This example alternates between the en-US-JennyNeural and en-US-ChristopherNeural voices.

<speak version="1.0" xmlns="http://www.w3.org/2001/10/synthesis" xml:lang="en-US">
    <voice name="en-US-JennyNeural">
        Good morning!
    </voice>
    <voice name="en-US-ChristopherNeural">
        Good morning to you too Jenny!
    </voice>
</speak>

Custom neural voice example

To use your custom neural voice, specify the model name as the voice name in SSML.

This example uses a custom voice named "my-custom-voice".

<speak version="1.0" xmlns="http://www.w3.org/2001/10/synthesis" xml:lang="en-US">
    <voice name="my-custom-voice">
        This is the text that is spoken.
    </voice>
</speak>

Audio effect example

You use the effect attribute to optimize the auditory experience for scenarios such as cars and telecommunications. The following SSML example uses the effect attribute with the configuration in car scenarios.

<speak version="1.0" xmlns="http://www.w3.org/2001/10/synthesis" xml:lang="en-US">
    <voice name="en-US-JennyNeural" effect="eq_car">
        This is the text that is spoken.
    </voice>
</speak>

Speaking styles and roles

By default, neural voices have a neutral speaking style.
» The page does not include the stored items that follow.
use tracing_subscriber::fmt::format::FmtSpan;
use tranche::Ticker;
use tranche_demos::common::{demo_builder, midnight};

#[tokio::main]
async fn main() -> Result<(), Box<dyn std::error::Error>> {
    // Initialize a human-friendly tracing subscriber with env-based filtering.
    // Suggested: RUST_LOG=info,tranche=debug
    let _ = tracing_subscriber::fmt()
        .with_env_filter(tracing_subscriber::EnvFilter::from_default_env())
        .with_target(false)
        .with_span_events(FmtSpan::ENTER | FmtSpan::EXIT)
        .try_init();

    let tranche = demo_builder().build()?;
    let aapl = Ticker::new("AAPL")?;
    let start = midnight(2021, 3, 1).ok_or("bad date")?;
    let end = midnight(2021, 4, 1).ok_or("bad date")?;

    // Cold: every bucket goes upstream and is written back.
    let cold = tranche.get_range_report(&aapl, start, end).await?;
    tracing::info!(points = cold.series.len(), fetched = cold.upstream_fetches(), "cold query");

    // Warm: served from the store.
    let warm = tranche.get_range_report(&aapl, start, end).await?;
    tracing::info!(points = warm.series.len(), cached = warm.cache_hits(), "warm query");

    Ok(())
}
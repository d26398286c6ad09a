//! Tranche answers "prices of ticker X between A and B" queries on top of a
//! slow, rate-limited upstream, caching fixed-width time buckets so that
//! overlapping queries share work.
//!
//! Overview
//! - Every range is split into buckets aligned to multiples of the bucket width
//!   counted from the Unix epoch, so two different queries touching the same
//!   week hit the same cache key.
//! - Each bucket is fetched cache-aside: read the store, on a miss ask the
//!   upstream for exactly the bucket interval and write the result back.
//! - Buckets that may still change (their end has not passed) are cached
//!   briefly; historical buckets are cached for a long time.
//! - The assembled series is trimmed to the exact half-open request.
//!
//! Key behaviors and trade-offs
//! - Cache failures never fail a query. Reads that error or cannot be decoded
//!   are treated as misses, write failures are swallowed; both are logged and
//!   listed in [`RangeReport::warnings`].
//! - Upstream failures fail the whole range. No partial series is returned and
//!   no retry happens here; wrap the upstream in [`RetryingUpstream`] for that.
//! - Buckets are filled with bounded concurrency (`max_concurrent_buckets`);
//!   results are always concatenated in bucket order.
//! - A request deadline or caller cancellation aborts in-flight work with
//!   `Cancelled`; cache writes already started run to completion.
//!
//! Example
//! ```rust,ignore
//! use std::sync::Arc;
//! use tranche::{MemoryStore, Tranche, Ticker};
//!
//! let tranche = Tranche::builder()
//!     .with_upstream(Arc::new(MyVendor::new()))
//!     .with_store(Arc::new(MemoryStore::new(50_000)))
//!     .bucket_width(std::time::Duration::from_secs(7 * 24 * 3600))
//!     .max_concurrent_buckets(8)
//!     .build()?;
//!
//! let aapl = Ticker::new("AAPL")?;
//! let series = tranche.get_range(&aapl, start, end).await?;
//! ```
#![warn(missing_docs)]

pub(crate) mod core;
mod fill;
mod range;
mod util;

pub use crate::core::{Tranche, TrancheBuilder};
pub use util::with_request_deadline;

pub use tranche_middleware::{MemoryStore, RetryingUpstream};

// Re-export core types for convenience
pub use tranche_core::{
    BackoffConfig, Bucket, BucketFill, BucketSource, BucketWidth, CacheStore, Clock, KeySpace,
    PricePoint, RangeReport, Series, SystemClock, Ticker, TrancheConfig, TrancheError, TtlPolicy,
    UpstreamFetch, bucket_containing, buckets_overlapping, key_for,
};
You can adjust the speaking style, style degree, and role at the sentence level.

Note

Styles, style degree, and roles are supported for a subset of neural voices as described in the voice styles and roles documentation. To determine what styles and roles are supported for each voice, you can also use the list voices API and the Audio Content Creation web application.

Usage of the mstts:express-as element's attributes are described in the following table.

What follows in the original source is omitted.